- **DIRECTIONS FOR THIS TASK**
Go to the line holding "use super::*;" in the entries below and write out exactly every line down to and including the line holding "let cache: ClientCache<String>".

Saved entries
::::

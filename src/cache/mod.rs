//! Keyed client cache
//!
//! Clients are stored behind `Arc` so every caller of a key shares one instance.
//! Entries live until the cache is dropped; there is no eviction.

use std::collections::HashMap;
use std::fmt;
use std::sync::{Arc, Mutex, MutexGuard, PoisonError};

pub struct ClientCache<C> {
    clients: Mutex<HashMap<String, Arc<C>>>,
}

impl<C> Default for ClientCache<C> {
    fn default() -> Self {
        Self::new()
    }
}

impl<C> ClientCache<C> {
    pub fn new() -> Self {
        Self {
            clients: Mutex::new(HashMap::new()),
        }
    }

    pub fn get(&self, key: &str) -> Option<Arc<C>> {
        self.lock().get(key).cloned()
    }

    pub fn contains(&self, key: &str) -> bool {
        self.lock().contains_key(key)
    }

    pub fn len(&self) -> usize {
        self.lock().len()
    }

    pub fn is_empty(&self) -> bool {
        self.lock().is_empty()
    }

    pub fn keys(&self) -> Vec<String> {
        self.lock().keys().cloned().collect()
    }

    /// Return the cached client for `key`, or create, store and return it.
    ///
    /// The lock is held while `create` runs, so concurrent callers for the same key
    /// never build two clients. A failed `create` leaves the cache untouched.
    pub fn get_or_try_insert_with<E>(
        &self,
        key: &str,
        create: impl FnOnce() -> Result<C, E>,
    ) -> Result<Arc<C>, E> {
        let mut clients = self.lock();
        if let Some(client) = clients.get(key) {
            return Ok(client.clone());
        }

        let client = Arc::new(create()?);
        clients.insert(key.to_string(), client.clone());
        Ok(client)
    }

    fn lock(&self) -> MutexGuard<'_, HashMap<String, Arc<C>>> {
        self.clients.lock().unwrap_or_else(PoisonError::into_inner)
    }
}

impl<C> fmt::Debug for ClientCache<C> {
    fn fmt(&self, f: &mut fmt::Formatter<'_>) -> fmt::Result {
        let mut keys = self.keys();
        keys.sort_unstable();
        f.debug_struct("ClientCache")
            .field("keys", &keys)
            .finish_non_exhaustive()
    }
}

#[cfg(test)]
mod tests {
    use super::*;

    #[test]
    fn test_insert_then_hit() {
        let cache = ClientCache::new();
        let first = cache
            .get_or_try_insert_with("default", || Ok::<_, ()>(String::from("client")))
            .unwrap();
        let second = cache
            .get_or_try_insert_with("default", || -> Result<String, ()> {
                panic!("cached entry must be reused")
            })
            .unwrap();

        assert!(Arc::ptr_eq(&first, &second));
        assert_eq!(cache.len(), 1);
        assert!(cache.contains("default"));
    }

    #[test]
    fn test_failed_create_not_cached() {
        let cache: ClientCache<String> = ClientCache::new();
        let result = cache.get_or_try_insert_with("default", || Err("boom"));

        assert_eq!(result.unwrap_err(), "boom");
        assert!(cache.is_empty());
        assert!(cache.get("default").is_none());
    }

    #[test]
    fn test_keys_are_independent() {
        let cache = ClientCache::new();
        let a = cache.get_or_try_insert_with("a", || Ok::<_, ()>(1)).unwrap();
        let b = cache.get_or_try_insert_with("b", || Ok::<_, ()>(1)).unwrap();

        assert!(!Arc::ptr_eq(&a, &b));
        let mut keys = cache.keys();
        keys.sort();
        assert_eq!(keys, vec!["a", "b"]);
    }

    #[test]
    fn test_debug_lists_keys_only() {
        let cache = ClientCache::new();
        cache
            .get_or_try_insert_with("uploads", || Ok::<_, ()>(String::from("token-abc")))
            .unwrap();
        cache
            .get_or_try_insert_with("default", || Ok::<_, ()>(String::from("token-xyz")))
            .unwrap();

        let debug = format!("{cache:?}");
        assert_eq!(debug, r#"ClientCache { keys: ["default", "uploads"], .. }"#);
    }
}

::::

- **RESPONSE TO THE TASK**
    use super::*;

    #[test]
    fn test_insert_then_hit() {
        let cache = ClientCache::new();
        let first = cache
            .get_or_try_insert_with("default", || Ok::<_, ()>(String::from("client")))
            .unwrap();
        let second = cache
            .get_or_try_insert_with("default", || -> Result<String, ()> {
                panic!("cached entry must be reused")
            })
            .unwrap();

        assert!(Arc::ptr_eq(&first, &second));
        assert_eq!(cache.len(), 1);
        assert!(cache.contains("default"));
    }

    #[test]
    fn test_failed_create_not_cached() {
        let cache: ClientCache<String> = ClientCache::new();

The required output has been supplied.